— TASK PROMPT —
From the line below that contains "let Outcome::Spawn(children) = outcome" to the line that contains "assert!(children.iter().all(|c| c.parent_id == Some(7)));", repeat every line exactly, both ends included, and nothing else.

Source data
use tracing::info;

use super::machine::MachineAnalysis;
use super::run_time::refresh_run_times;
use crate::error::{AnalysisError, CoreError, Result, ValidationError};
use crate::model::{Modification, ModificationKind, ModificationScope, NewModification};
use crate::scheduler::{ModificationProcessor, Outcome};
use crate::storage::Database;
use crate::timeline::{ManualReason, ObservationAttrs, OperationAttrs, ReasonAttrs, TimeRange};

impl MachineAnalysis {
    /// Apply a modification of this machine to the in-memory timeline.
    ///
    /// A bounded range longer than `analysis.max_modification_span_hours`
    /// is not applied: one child per span-sized chunk is returned instead.
    pub fn apply_modification(
        &mut self,
        db: &Database,
        modification: &Modification,
    ) -> Result<Outcome> {
        let range = *modification.kind.range();
        let context = self
            .error_context()
            .with_modification(modification.id)
            .with_range(Some(range));
        let invalid = |message: String| AnalysisError::modification(context.clone(), message);

        if modification.scope != ModificationScope::Machine(self.machine_id) {
            return Err(invalid(format!(
                "modification targets {:?}, not machine {}",
                modification.scope, self.machine_id
            ))
            .into());
        }
        if !db.machine_exists(self.machine_id)? {
            return Err(invalid(format!("unknown machine {}", self.machine_id)).into());
        }
        range.validate().map_err(|e| invalid(e.to_string()))?;

        let max_span = self.context.max_modification_span();
        if range.duration().map_or(false, |d| d > max_span) {
            let children: Vec<NewModification> = range
                .chunks(max_span)
                .into_iter()
                .map(|chunk| {
                    let kind = modification.kind.with_range(chunk);
                    NewModification::for_machine(self.machine_id, kind)
                        .with_priority(modification.priority)
                        .child_of(modification)
                })
                .collect();
            info!(
                machine_id = self.machine_id,
                modification_id = modification.id,
                children = children.len(),
                "modification split"
            );
            return Ok(Outcome::Spawn(children));
        }

        self.timeline.ensure_loaded(db, range.begin)?;
        self.apply_kind(db, &modification.kind).map_err(|e| match e {
            CoreError::Validation(err) => invalid(err.to_string()).into(),
            other => other,
        })?;
        info!(
            machine_id = self.machine_id,
            modification_id = modification.id,
            kind = modification.kind.name(),
            "modification applied"
        );
        Ok(Outcome::Done)
    }

    fn apply_kind(&mut self, db: &Database, kind: &ModificationKind) -> Result<()> {
        match kind {
            ModificationKind::ObservationState {
                range,
                observation_state,
                shift,
                machine_state_template,
            } => {
                let changes = self.timeline.observation.insert(
                    *range,
                    ObservationAttrs {
                        observation_state: observation_state.clone(),
                        shift: shift.clone(),
                        machine_state_template: machine_state_template.clone(),
                    },
                )?;
                self.journal.observation.extend(changes);
                self.rewrite_reason_inputs(range, |input| {
                    input.observation_state = Some(observation_state.clone());
                    input.shift = shift.clone();
                })?;
                self.consolidate_range(range);
            }
            ModificationKind::Reason {
                range,
                reason,
                score,
            } => {
                let manual = reason.as_ref().map(|reason| ManualReason {
                    reason: reason.clone(),
                    score: *score,
                });
                self.rewrite_reason_inputs(range, |input| input.manual = manual.clone())?;
                self.consolidate_range(range);
            }
            ModificationKind::Operation {
                range,
                operation,
                work_order,
            } => {
                let changes = self.timeline.operations.insert(
                    *range,
                    OperationAttrs {
                        operation: operation.clone(),
                        work_order: work_order.clone(),
                        run_time_secs: None,
                    },
                )?;
                self.journal.operations.extend(changes);
                self.refresh_run_times(db, range)?;
            }
            ModificationKind::Shift { range, shift } => {
                let changes = self.timeline.observation.update(range, |attrs| ObservationAttrs {
                    shift: shift.clone(),
                    ..attrs.clone()
                })?;
                self.journal.observation.extend(changes);
                self.rewrite_reason_inputs(range, |input| input.shift = shift.clone())?;
                self.consolidate_range(range);
            }
            ModificationKind::Reconsolidate { range } => {
                self.consolidate_range(range);
            }
        }
        Ok(())
    }

    /// Rewrite the inputs of the reason slots covered by `range`. Rewritten
    /// slots lose their outcome until consolidated again.
    pub(super) fn rewrite_reason_inputs<F>(
        &mut self,
        range: &TimeRange,
        mut rewrite: F,
    ) -> std::result::Result<(), ValidationError>
    where
        F: FnMut(&mut crate::timeline::ReasonInput),
    {
        let changes = self.timeline.reasons.update(range, |attrs| {
            let mut input = attrs.input.clone();
            rewrite(&mut input);
            if input == attrs.input {
                attrs.clone()
            } else {
                ReasonAttrs::new(input)
            }
        })?;
        self.journal.reasons.extend(changes);
        Ok(())
    }

    pub(super) fn refresh_run_times(&mut self, db: &Database, range: &TimeRange) -> Result<()> {
        let changes = refresh_run_times(
            db,
            self.machine_id,
            &self.context.modes,
            &mut self.timeline.operations,
            range,
        )?;
        self.journal.operations.extend(changes);
        Ok(())
    }
}

impl ModificationProcessor for MachineAnalysis {
    fn apply(&mut self, db: &Database, modification: &Modification) -> Result<Outcome> {
        let outcome = self.apply_modification(db, modification)?;
        self.persist(db)?;
        Ok(outcome)
    }

    fn commit(&mut self) {
        MachineAnalysis::commit(self);
    }

    fn rollback(&mut self) {
        MachineAnalysis::rollback(self);
    }
}

#[cfg(test)]
mod tests {
    use super::*;
    use crate::analysis::{AnalysisContext, MachineTimeline};
    use crate::model::{Machine, ModeCatalog, ModificationStatus, ReasonSource};
    use crate::storage::Config;
    use crate::timeline::ReasonInput;
    use chrono::{DateTime, Duration, TimeZone, Utc};
    use std::sync::Arc;

    fn t(h: u32) -> DateTime<Utc> {
        Utc.with_ymd_and_hms(2024, 4, 8, h, 0, 0).unwrap()
    }

    fn range(begin: u32, end: u32) -> TimeRange {
        TimeRange::new(t(begin), t(end)).unwrap()
    }

    fn setup() -> (Database, MachineAnalysis) {
        let db = Database::open_memory().unwrap();
        db.upsert_machine(&Machine {
            id: 1,
            name: "press-1".into(),
        })
        .unwrap();
        let context =
            Arc::new(AnalysisContext::new(&Config::default(), ModeCatalog::builtin()).unwrap());
        let mut analysis = MachineAnalysis::new(MachineTimeline::empty(1), context);
        let changes = analysis
            .timeline
            .reasons
            .insert(
                range(8, 12),
                ReasonAttrs::new(ReasonInput {
                    mode_id: 4,
                    observation_state: None,
                    shift: None,
                    auto_sequence: None,
                    manual: None,
                }),
            )
            .unwrap();
        analysis.journal.reasons.extend(changes);
        analysis.set_watermark(Some(t(12)));
        analysis.consolidate_range(&range(8, 12));
        analysis.commit();
        (db, analysis)
    }

    fn modification(id: i64, kind: ModificationKind) -> Modification {
        Modification {
            id,
            scope: ModificationScope::Machine(1),
            parent_id: None,
            priority: 100,
            status: ModificationStatus::InProgress,
            kind,
            children: Vec::new(),
            error: None,
            created_at: t(0),
            updated_at: t(0),
        }
    }

    #[test]
    fn observation_state_splits_reason_slots() {
        let (db, mut analysis) = setup();
        let kind = ModificationKind::ObservationState {
            range: range(9, 10),
            observation_state: "Unemployed".into(),
            shift: Some("morning".into()),
            machine_state_template: None,
        };
        let outcome = analysis.apply_modification(&db, &modification(1, kind)).unwrap();
        assert_eq!(outcome, Outcome::Done);

        let reasons: Vec<_> = analysis
            .timeline()
            .reasons
            .iter()
            .map(|s| s.attrs.outcome.reason.clone().unwrap())
            .collect();
        assert_eq!(reasons, vec!["Stop", "Unemployed", "Stop"]);
        assert_eq!(analysis.timeline().observation.len(), 1);
        let middle = analysis.timeline().reasons.at(t(9)).unwrap();
        assert_eq!(middle.attrs.input.shift.as_deref(), Some("morning"));
    }

    #[test]
    fn manual_reason_overrides_and_resets() {
        let (db, mut analysis) = setup();
        let set = ModificationKind::Reason {
            range: range(8, 12),
            reason: Some("Maintenance".into()),
            score: 100.0,
        };
        analysis.apply_modification(&db, &modification(1, set)).unwrap();
        let slot = analysis.timeline().reasons.first().unwrap();
        assert_eq!(slot.attrs.outcome.reason.as_deref(), Some("Maintenance"));
        assert!(slot.attrs.outcome.source.contains(ReasonSource::MANUAL));

        let reset = ModificationKind::Reason {
            range: range(8, 12),
            reason: None,
            score: 100.0,
        };
        analysis.apply_modification(&db, &modification(2, reset)).unwrap();
        let slot = analysis.timeline().reasons.first().unwrap();
        assert_eq!(slot.attrs.outcome.reason.as_deref(), Some("Stop"));
        assert_eq!(slot.attrs.outcome.source, ReasonSource::DEFAULT);
    }

    #[test]
    fn long_ranges_spawn_children() {
        let (db, mut analysis) = setup();
        let long = TimeRange::new(t(0), t(0) + Duration::hours(60)).unwrap();
        let reconsolidate = modification(7, ModificationKind::Reconsolidate { range: long });
        let outcome = analysis.apply_modification(&db, &reconsolidate).unwrap();
        let Outcome::Spawn(children) = outcome else {
            panic!("expected children");
        };
        assert_eq!(children.len(), 3);
        assert!(children.iter().all(|c| c.parent_id == Some(7)));
        assert_eq!(children[2].kind.range().duration(), Some(Duration::hours(12)));
        assert!(analysis.journal().is_empty());
    }

    #[test]
    fn unknown_machine_is_a_modification_error() {
        let (_, mut analysis) = setup();
        let empty = Database::open_memory().unwrap();
        let err = analysis
            .apply_modification(
                &empty,
                &modification(3, ModificationKind::Reconsolidate { range: range(8, 9) }),
            )
            .unwrap_err();
        assert!(matches!(
            err,
            CoreError::Analysis(AnalysisError::ModificationError { .. })
        ));
    }

    #[test]
    fn operation_gets_run_time() {
        let (db, mut analysis) = setup();
        db.insert_fact(1, &range(8, 10), 2).unwrap();
        let kind = ModificationKind::Operation {
            range: range(9, 11),
            operation: "op-7".into(),
            work_order: Some("wo-1".into()),
        };
        analysis.apply_modification(&db, &modification(1, kind)).unwrap();
        let op = analysis.timeline().operations.first().unwrap();
        assert_eq!(op.attrs.run_time_secs, Some(3600));
    }
}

— REPLY —
        let Outcome::Spawn(children) = outcome else {
            panic!("expected children");
        };
        assert_eq!(children.len(), 3);
        assert!(children.iter().all(|c| c.parent_id == Some(7)));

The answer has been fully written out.